Dated November 21, 2019

Filed Pursuant to Rule 433

Registration No. 333-223411

Supplementing the Preliminary Prospectus Supplement dated

November 21, 2019 (to Prospectus dated March 30, 2018)

 

LOGO

Triumph Bancorp, Inc.

$39,500,000

4.875% Fixed-to-Floating Rate Subordinated Notes due November 27, 2029

PRICING TERM SHEET

 

Issuer:    Triumph Bancorp, Inc. (Nasdaq: TBK)
Security:    4.875% fixed-to-floating rate subordinated notes due November 27, 2029 (the “Notes”)
Security Rating:*    BBB- by Kroll Bond Rating Agency
Principal Amount:    $39,500,000
Pricing Date:    November 21, 2019
Settlement Date:    November 27, 2019 (T+4)
Stated Maturity Date:    November 27, 2029
Interest Payment Dates:   

Interest on the Notes will be payable semi-annually in arrears on May 27 and November 27 of each year to, and including, November 27, 2024 or the date of earlier redemption. If any interest payment date on or before November 27, 2024 is not a business day, the interest payment will be paid on the next succeeding business day, but the payments made on such dates will be treated as being made on the date that the payment was first due and the holders of the Notes will not be entitled to any further interest or other payments.

 

Thereafter, interest on the Notes will be payable quarterly in arrears on February 27, May 27, August 27, and November 27 of each year and on the Stated Maturity Date or the date of earlier redemption.

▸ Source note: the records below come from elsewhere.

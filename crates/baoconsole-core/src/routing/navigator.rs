use std::fmt;

use parking_lot::Mutex;
use serde::{Deserialize, Serialize};

/// Query parameter carrying the originally requested path through login.
pub const REDIRECT_PARAM: &str = "redirect_to";

/// A route plus the optional post-login destination.
#[derive(Debug, Clone, PartialEq, Eq, Default, Serialize, Deserialize)]
#[cfg_attr(feature = "ts", derive(ts_rs::TS))]
pub struct Location {
    pub path: String,
    pub redirect_to: Option<String>,
}

impl Location {
    pub fn new(path: impl Into<String>) -> Self {
        Self {
            path: path.into(),
            redirect_to: None,
        }
    }

    pub fn with_redirect(path: impl Into<String>, redirect_to: impl Into<String>) -> Self {
        Self {
            path: path.into(),
            redirect_to: Some(redirect_to.into()),
        }
    }

    /// Parse `"/login?redirect_to=%2Fsecrets"`. The value is percent-decoded;
    /// other query parameters and fragments are dropped.
    pub fn parse(raw: &str) -> Self {
        let (path, query) = match raw.split_once('?') {
            Some((path, query)) => (path, Some(query)),
            None => (raw, None),
        };
        let redirect_to = query.and_then(|q| {
            q.split('#')
                .next()
                .unwrap_or_default()
                .split('&')
                .filter_map(|pair| pair.split_once('='))
                .find(|(name, _)| *name == REDIRECT_PARAM)
                .map(|(_, value)| decode_component(value))
                .filter(|value| !value.is_empty())
        });
        Self {
            path: strip_query(path).to_string(),
            redirect_to,
        }
    }
}

impl fmt::Display for Location {
    fn fmt(&self, f: &mut fmt::Formatter<'_>) -> fmt::Result {
        match &self.redirect_to {
            Some(target) => write!(f, "{}?{}={}", self.path, REDIRECT_PARAM, urlencoding::encode(target)),
            None => f.write_str(&self.path),
        }
    }
}

/// Percent-decode a query value. Escapes that are not valid UTF-8 leave the
/// value as written.
fn decode_component(value: &str) -> String {
    urlencoding::decode(value)
        .map(|decoded| decoded.into_owned())
        .unwrap_or_else(|_| value.to_string())
}

/// The path part of `raw`, without query string or fragment.
pub fn strip_query(raw: &str) -> &str {
    let end = raw.find(['?', '#']).unwrap_or(raw.len());
    &raw[..end]
}

/// Where the console is and how to move it.
pub trait Navigator: Send + Sync {
    fn navigate(&self, location: &Location);

    fn current(&self) -> Location;

    fn current_path(&self) -> String {
        self.current().path
    }
}

/// In-memory navigator keeping the full history. Used headless and in tests.
pub struct HistoryNavigator {
    history: Mutex<Vec<Location>>,
}

impl HistoryNavigator {
    pub fn new(start: &str) -> Self {
        Self {
            history: Mutex::new(vec![Location::parse(start)]),
        }
    }

    pub fn history(&self) -> Vec<Location> {
        self.history.lock().clone()
    }

    /// Paths navigated to after the starting location.
    pub fn visited(&self) -> Vec<String> {
        self.history.lock().iter().skip(1).map(|l| l.path.clone()).collect()
    }
}

impl Default for HistoryNavigator {
    fn default() -> Self {
        Self::new("/")
    }
}

impl Navigator for HistoryNavigator {
    fn navigate(&self, location: &Location) {
        self.history.lock().push(location.clone());
    }

    fn current(&self) -> Location {
        self.history.lock().last().cloned().unwrap_or_else(|| Location::new("/"))
    }
}

#[cfg(test)]
mod tests {
    use super::*;

    #[test]
    fn test_parse_location() {
        let loc = Location::parse("/login?foo=1&redirect_to=/secrets#top");
        assert_eq!(loc.path, "/login");
        assert_eq!(loc.redirect_to.as_deref(), Some("/secrets"));
        assert_eq!(Location::parse("/secrets?x=1").redirect_to, None);
        assert_eq!(loc.to_string(), "/login?redirect_to=%2Fsecrets");
    }

    #[test]
    fn test_redirect_survives_render_and_parse() {
        for target in ["/secrets/a&b#c", "/kv/data/x?version=2", "/team a/100%"] {
            let loc = Location::with_redirect("/login", target);
            let parsed = Location::parse(&loc.to_string());
            assert_eq!(parsed.path, "/login");
            assert_eq!(parsed.redirect_to.as_deref(), Some(target));
        }
    }

    #[test]
    fn test_undecodable_escape_kept_verbatim() {
        let loc = Location::parse("/login?redirect_to=/bad%ff");
        assert_eq!(loc.redirect_to.as_deref(), Some("/bad%ff"));
    }

    #[test]
    fn test_history() {
        let nav = HistoryNavigator::new("/dashboard");
        nav.navigate(&Location::new("/unseal"));
        assert_eq!(nav.current_path(), "/unseal");
        assert_eq!(nav.visited(), vec!["/unseal".to_string()]);
    }
}
//! The single owned store for the console session.
//!
//! All writes are whole-state transitions under one lock, so readers never
//! see a token without its metadata. Each identity change (login, clear)
//! bumps a generation counter; async work that started under an older
//! generation can check it before writing back.
//!
//! Subscribers run synchronously after every mutation, in registration
//! order, outside the lock, so they may read the store freely.

use std::sync::Arc;
use std::time::Duration as StdDuration;

use chrono::Duration;
use parking_lot::Mutex;
use tracing::debug;

use super::model::{Session, TokenMeta, TokenMetaUpdate};

/// Tokens within this window of expiry no longer count as authenticated,
/// so a request is never started with a token that dies mid-flight.
pub const DEFAULT_EXPIRY_BUFFER: StdDuration = StdDuration::from_secs(5 * 60);

pub type Subscriber = Arc<dyn Fn(&Session) + Send + Sync>;

#[derive(Debug, Clone, Copy, PartialEq, Eq, Hash)]
pub struct SubscriptionId(u64);

/// What `clear` does with the selected namespace.
#[derive(Debug, Clone, Copy, PartialEq, Eq, Default)]
pub enum NamespacePolicy {
    /// Keep the namespace across logout/login.
    #[default]
    Preserve,
    /// Drop back to root.
    Clear,
}

struct Inner {
    session: Session,
    generation: u64,
    subscribers: Vec<(SubscriptionId, Subscriber)>,
    next_subscription: u64,
}

#[derive(Clone)]
pub struct SessionStore {
    inner: Arc<Mutex<Inner>>,
    expiry_buffer: Duration,
}

impl Default for SessionStore {
    fn default() -> Self {
        Self::new()
    }
}

impl SessionStore {
    pub fn new() -> Self {
        Self::with_expiry_buffer(DEFAULT_EXPIRY_BUFFER)
    }

    pub fn with_expiry_buffer(buffer: StdDuration) -> Self {
        let expiry_buffer = Duration::from_std(buffer).unwrap_or_else(|_| Duration::minutes(5));
        Self {
            inner: Arc::new(Mutex::new(Inner {
                session: Session::default(),
                generation: 0,
                subscribers: Vec::new(),
                next_subscription: 0,
            })),
            expiry_buffer,
        }
    }

    pub fn snapshot(&self) -> Session {
        self.inner.lock().session.clone()
    }

    /// Identity generation; changes on every login and clear.
    pub fn generation(&self) -> u64 {
        self.inner.lock().generation
    }

    /// Snapshot and generation read under the same lock.
    pub fn versioned_snapshot(&self) -> (Session, u64) {
        let inner = self.inner.lock();
        (inner.session.clone(), inner.generation)
    }

    pub fn token(&self) -> Option<String> {
        self.inner.lock().session.token.clone()
    }

    pub fn namespace(&self) -> Option<String> {
        self.inner.lock().session.namespace.clone()
    }

    pub fn token_meta(&self) -> Option<TokenMeta> {
        self.inner.lock().session.token_meta.clone()
    }

    /// Token present and `now + buffer` still before its expiry.
    pub fn is_authenticated(&self) -> bool {
        self.inner.lock().session.is_valid_with_buffer(self.expiry_buffer)
    }

    /// Token present and already past its expiry.
    pub fn is_expired(&self) -> bool {
        self.inner.lock().session.is_expired()
    }

    // ===== Mutations =====

    /// Replace the whole session. `namespace: None` keeps the current one.
    /// Returns the new generation.
    pub fn set_authenticated(&self, token: String, meta: TokenMeta, namespace: Option<&str>) -> u64 {
        self.mutate(|inner| {
            let namespace = match namespace {
                Some(ns) => Some(ns.to_string()),
                None => inner.session.namespace.take(),
            };
            inner.session = Session {
                token: Some(token),
                token_meta: Some(meta),
                namespace,
            };
            inner.generation += 1;
            debug!(generation = inner.generation, "Session authenticated");
            inner.generation
        })
    }

    /// Merge a metadata update into the current token. The token itself is
    /// never touched. Returns false when there is no session to update.
    pub fn update_token_meta(&self, update: TokenMetaUpdate) -> bool {
        self.mutate_if(|inner| match inner.session.token_meta.as_mut() {
            Some(meta) => {
                update.apply(meta);
                true
            }
            None => false,
        })
    }

    /// Like [`update_token_meta`](Self::update_token_meta), but only while the
    /// session is still the one identified by `generation`.
    pub fn update_token_meta_if(&self, generation: u64, update: TokenMetaUpdate) -> bool {
        self.mutate_if(|inner| {
            if inner.generation != generation {
                debug!(
                    expected = generation,
                    current = inner.generation,
                    "Dropping metadata update for a replaced session"
                );
                return false;
            }
            match inner.session.token_meta.as_mut() {
                Some(meta) => {
                    update.apply(meta);
                    true
                }
                None => false,
            }
        })
    }

    /// Drop token and metadata. Returns the new generation.
    pub fn clear(&self, policy: NamespacePolicy) -> u64 {
        self.mutate(|inner| {
            inner.session.token = None;
            inner.session.token_meta = None;
            if policy == NamespacePolicy::Clear {
                inner.session.namespace = None;
            }
            inner.generation += 1;
            debug!(generation = inner.generation, ?policy, "Session cleared");
            inner.generation
        })
    }

    /// Store `namespace` verbatim. Writers go through the namespace switcher.
    pub(crate) fn set_namespace(&self, namespace: Option<String>) {
        self.mutate(|inner| {
            inner.session.namespace = namespace;
        });
    }

    /// Install a previously persisted session. Sessions that break the
    /// token/metadata pairing are reduced to their namespace.
    pub(crate) fn restore(&self, session: Session) -> u64 {
        self.mutate(|inner| {
            inner.session = if session.is_consistent() {
                session
            } else {
                Session::anonymous(session.namespace)
            };
            inner.generation += 1;
            inner.generation
        })
    }

    // ===== Subscriptions =====

    pub fn subscribe<F>(&self, callback: F) -> SubscriptionId
    where
        F: Fn(&Session) + Send + Sync + 'static,
    {
        let mut inner = self.inner.lock();
        let id = SubscriptionId(inner.next_subscription);
        inner.next_subscription += 1;
        inner.subscribers.push((id, Arc::new(callback)));
        id
    }

    pub fn unsubscribe(&self, id: SubscriptionId) -> bool {
        let mut inner = self.inner.lock();
        let before = inner.subscribers.len();
        inner.subscribers.retain(|(sid, _)| *sid != id);
        inner.subscribers.len() != before
    }

    fn mutate<R>(&self, f: impl FnOnce(&mut Inner) -> R) -> R {
        let (result, session, subscribers) = {
            let mut inner = self.inner.lock();
            let result = f(&mut inner);
            let subscribers: Vec<Subscriber> =
                inner.subscribers.iter().map(|(_, s)| Arc::clone(s)).collect();
            (result, inner.session.clone(), subscribers)
        };
        for subscriber in subscribers {
            subscriber(&session);
        }
        result
    }

    /// Mutate and notify only when `f` reports a change.
    fn mutate_if(&self, f: impl FnOnce(&mut Inner) -> bool) -> bool {
        let notify = {
            let mut inner = self.inner.lock();
            if !f(&mut inner) {
                return false;
            }
            let subscribers: Vec<Subscriber> =
                inner.subscribers.iter().map(|(_, s)| Arc::clone(s)).collect();
            (inner.session.clone(), subscribers)
        };
        let (session, subscribers) = notify;
        for subscriber in subscribers {
            subscriber(&session);
        }
        true
    }
}

// ============================================================================
// Tests
// ============================================================================

#[cfg(test)]
mod tests {
    use super::*;
    use std::sync::atomic::{AtomicUsize, Ordering};

    fn meta_expiring_in(minutes: i64) -> TokenMeta {
        let mut meta = TokenMeta::new("acc", 3600, true, vec!["default".to_string()]);
        meta.expires_at = chrono::Utc::now() + Duration::minutes(minutes);
        meta
    }

    #[test]
    fn test_expiry_buffer() {
        let store = SessionStore::new();
        store.set_authenticated("t1".to_string(), meta_expiring_in(4), None);
        assert!(!store.is_authenticated());
        assert!(!store.is_expired());

        store.set_authenticated("t1".to_string(), meta_expiring_in(10), None);
        assert!(store.is_authenticated());
    }

    #[test]
    fn test_expired_token() {
        let store = SessionStore::new();
        store.set_authenticated("t1".to_string(), meta_expiring_in(-1), None);
        assert!(store.is_expired());
        assert!(!store.is_authenticated());
    }

    #[test]
    fn test_token_and_meta_stay_coupled() {
        let store = SessionStore::new();
        let check = |store: &SessionStore| {
            let s = store.snapshot();
            assert_eq!(s.token().is_some(), s.token_meta().is_some());
        };

        check(&store);
        assert!(!store.update_token_meta(TokenMetaUpdate::default()));
        check(&store);
        store.set_authenticated("t1".to_string(), meta_expiring_in(60), Some("team-a"));
        check(&store);
        store.update_token_meta(TokenMetaUpdate {
            ttl_seconds: Some(10),
            ..Default::default()
        });
        check(&store);
        store.set_namespace(None);
        check(&store);
        store.clear(NamespacePolicy::Preserve);
        check(&store);
        store.restore(Session {
            token: Some("orphan".to_string()),
            token_meta: None,
            namespace: Some("team-b".to_string()),
        });
        check(&store);
        assert_eq!(store.namespace().as_deref(), Some("team-b"));
    }

    #[test]
    fn test_update_preserves_token() {
        let store = SessionStore::new();
        store.set_authenticated("t1".to_string(), meta_expiring_in(60), None);
        store.update_token_meta(TokenMetaUpdate {
            policies: Some(vec!["admin".to_string()]),
            ..Default::default()
        });
        let snapshot = store.snapshot();
        assert_eq!(snapshot.token(), Some("t1"));
        assert_eq!(snapshot.token_meta().unwrap().policies, vec!["admin".to_string()]);
    }

    #[test]
    fn test_generation_guards_updates() {
        let store = SessionStore::new();
        let generation = store.set_authenticated("t1".to_string(), meta_expiring_in(60), None);
        store.clear(NamespacePolicy::Preserve);

        let applied = store.update_token_meta_if(
            generation,
            TokenMetaUpdate {
                ttl_seconds: Some(3600),
                ..Default::default()
            },
        );
        assert!(!applied);
        assert!(store.snapshot().token().is_none());
    }

    #[test]
    fn test_clear_namespace_policy() {
        let store = SessionStore::new();
        store.set_authenticated("t1".to_string(), meta_expiring_in(60), Some("team-a"));
        store.clear(NamespacePolicy::Preserve);
        assert_eq!(store.namespace().as_deref(), Some("team-a"));

        store.set_authenticated("t1".to_string(), meta_expiring_in(60), None);
        assert_eq!(store.namespace().as_deref(), Some("team-a"));
        store.clear(NamespacePolicy::Clear);
        assert_eq!(store.namespace(), None);
    }

    #[test]
    fn test_subscribers_notified_in_order() {
        let store = SessionStore::new();
        let log = Arc::new(Mutex::new(Vec::new()));

        let first = Arc::clone(&log);
        store.subscribe(move |s| first.lock().push(("first", s.has_token())));
        let second = Arc::clone(&log);
        let id = store.subscribe(move |s| second.lock().push(("second", s.has_token())));

        store.set_authenticated("t1".to_string(), meta_expiring_in(60), None);
        assert_eq!(*log.lock(), vec![("first", true), ("second", true)]);

        assert!(store.unsubscribe(id));
        store.clear(NamespacePolicy::Preserve);
        assert_eq!(log.lock().last(), Some(&("first", false)));
        assert_eq!(log.lock().len(), 3);
    }

    #[test]
    fn test_subscriber_may_read_store() {
        let store = SessionStore::new();
        let seen = Arc::new(AtomicUsize::new(0));
        let reader = store.clone();
        let counter = Arc::clone(&seen);
        store.subscribe(move |_| {
            if reader.is_authenticated() {
                counter.fetch_add(1, Ordering::SeqCst);
            }
        });
        store.set_authenticated("t1".to_string(), meta_expiring_in(60), None);
        assert_eq!(seen.load(Ordering::SeqCst), 1);
    }
}
//! The seam between the console and the wire.
//!
//! A [`Transport`] performs one request and reports the raw status and body.
//! Status interpretation happens in [`super::ApiClient`]; a transport only
//! fails when no response arrived at all.

use std::collections::BTreeMap;
use std::fmt;
use std::time::Duration;

use async_trait::async_trait;
use reqwest::Client;
use serde::de::DeserializeOwned;
use serde_json::Value;
use tracing::debug;

use super::ApiError;

/// HTTP request timeout in seconds.
/// 30s allows for slow API responses while failing fast enough for good UX.
pub const REQUEST_TIMEOUT_SECS: u64 = 30;

#[derive(Debug, Clone, Copy, PartialEq, Eq, Hash)]
pub enum Method {
    Get,
    Post,
    Put,
    Delete,
}

impl Method {
    pub fn as_str(&self) -> &'static str {
        match self {
            Method::Get => "GET",
            Method::Post => "POST",
            Method::Put => "PUT",
            Method::Delete => "DELETE",
        }
    }
}

impl fmt::Display for Method {
    fn fmt(&self, f: &mut fmt::Formatter<'_>) -> fmt::Result {
        f.write_str(self.as_str())
    }
}

/// A fully described request, relative to the client's base URL.
#[derive(Clone, PartialEq)]
pub struct ApiRequest {
    pub method: Method,
    /// Path below the base URL, always starting with `/`.
    pub path: String,
    pub query: Vec<(String, String)>,
    pub headers: BTreeMap<String, String>,
    pub body: Option<Value>,
}

impl ApiRequest {
    pub fn header(&self, name: &str) -> Option<&str> {
        self.headers
            .iter()
            .find(|(key, _)| key.eq_ignore_ascii_case(name))
            .map(|(_, value)| value.as_str())
    }
}

// Header values carry the token; keep them out of logs.
impl fmt::Debug for ApiRequest {
    fn fmt(&self, f: &mut fmt::Formatter<'_>) -> fmt::Result {
        f.debug_struct("ApiRequest")
            .field("method", &self.method)
            .field("path", &self.path)
            .field("query", &self.query)
            .field("headers", &self.headers.keys().collect::<Vec<_>>())
            .finish_non_exhaustive()
    }
}

#[derive(Debug, Clone, PartialEq, Eq)]
pub struct ApiResponse {
    pub status: u16,
    pub body: String,
}

impl ApiResponse {
    pub fn is_success(&self) -> bool {
        (200..300).contains(&self.status)
    }

    /// Parse the body as JSON. An empty body parses as `null`.
    pub fn json<T: DeserializeOwned>(&self) -> Result<T, ApiError> {
        let text = if self.body.trim().is_empty() { "null" } else { self.body.as_str() };
        serde_json::from_str(text)
            .map_err(|e| ApiError::InvalidResponse(format!("Failed to parse response: {}", e)))
    }
}

#[async_trait]
pub trait Transport: Send + Sync {
    /// Send `request` to `base_url`. Returns `Err` only for network-level failures.
    async fn send(&self, base_url: &str, request: ApiRequest) -> Result<ApiResponse, ApiError>;
}

/// Production transport over `reqwest`.
/// Clone is cheap - reqwest::Client uses Arc internally for connection pooling.
#[derive(Clone)]
pub struct HttpTransport {
    client: Client,
}

impl HttpTransport {
    pub fn new(timeout: Duration) -> Result<Self, ApiError> {
        let client = Client::builder().timeout(timeout).build()?;
        Ok(Self { client })
    }
}

#[async_trait]
impl Transport for HttpTransport {
    async fn send(&self, base_url: &str, request: ApiRequest) -> Result<ApiResponse, ApiError> {
        let url = format!("{}{}", base_url.trim_end_matches('/'), request.path);
        let method = match request.method {
            Method::Get => reqwest::Method::GET,
            Method::Post => reqwest::Method::POST,
            Method::Put => reqwest::Method::PUT,
            Method::Delete => reqwest::Method::DELETE,
        };

        let mut builder = self.client.request(method, &url);
        if !request.query.is_empty() {
            builder = builder.query(&request.query);
        }
        for (name, value) in &request.headers {
            builder = builder.header(name.as_str(), value.as_str());
        }
        if let Some(ref body) = request.body {
            builder = builder.json(body);
        }

        let response = builder.send().await?;
        let status = response.status().as_u16();
        let body = response.text().await?;
        debug!(method = %request.method, path = %request.path, status, "API response received");

        Ok(ApiResponse { status, body })
    }
}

If any interest payment date


  

after November 27, 2024 that would otherwise be an interest payment date is not a business day, then such interest payment date will be postponed to the next succeeding business day unless such day falls in the next succeeding calendar month, in which case such interest payment date will be accelerated to the immediately preceding business day, and, in each such case, the amounts payable on such business day will include interest accrued to, but excluding, such business day.

 

The first interest payment will be made on May 27, 2020.

 

Record Date:   

The 15th day of the month immediately preceding the month of the applicable interest payment date.

 

Interest Rate:    The Notes will bear interest (i) from, and including, the issue date to, but excluding, November 27, 2024 at a fixed annual interest rate equal to 4.875%, and (ii) from, and including, November 27, 2024, to, but excluding, the maturity date or the date of earlier redemption, a floating per annum rate equal to the then-current Benchmark (as defined in “Description of the Notes” in the preliminary prospectus supplement), which will initially be three-month LIBOR determined on the determination date of the applicable floating interest period (as defined in “Description of the Notes” in the preliminary prospectus supplement), plus 333 basis points; provided, however, in the event that the Benchmark is less than zero, the Benchmark shall be deemed to be zero. For more information, see “Description of the Notes—Interest” and “Description of the Notes—Effect of Benchmark Transition Event” in the preliminary prospectus supplement. If the Benchmark Agent (as defined in “Description of the Notes” in the preliminary prospectus supplement and which may be the Company or a designee appointed by the Company) determines that a Benchmark Transition Event and its related Benchmark Replacement Date (each as defined in “Description of the Notes” in the preliminary prospectus supplement) have occurred with respect to LIBOR (or the then-current Benchmark), then the provisions set forth below under “—Effect of Benchmark Transition Event” will thereafter apply to all determinations of the rate of interest payable on the Notes during the applicable floating interest period. In accordance with the provisions set forth under “Description of the Notes—Effect of Benchmark Transition Event” in the preliminary prospectus supplement, after a Benchmark Transition Event and its related Benchmark Replacement Date have occurred, the interest rate payable on the Notes will transition to an alternative Benchmark as provided therein.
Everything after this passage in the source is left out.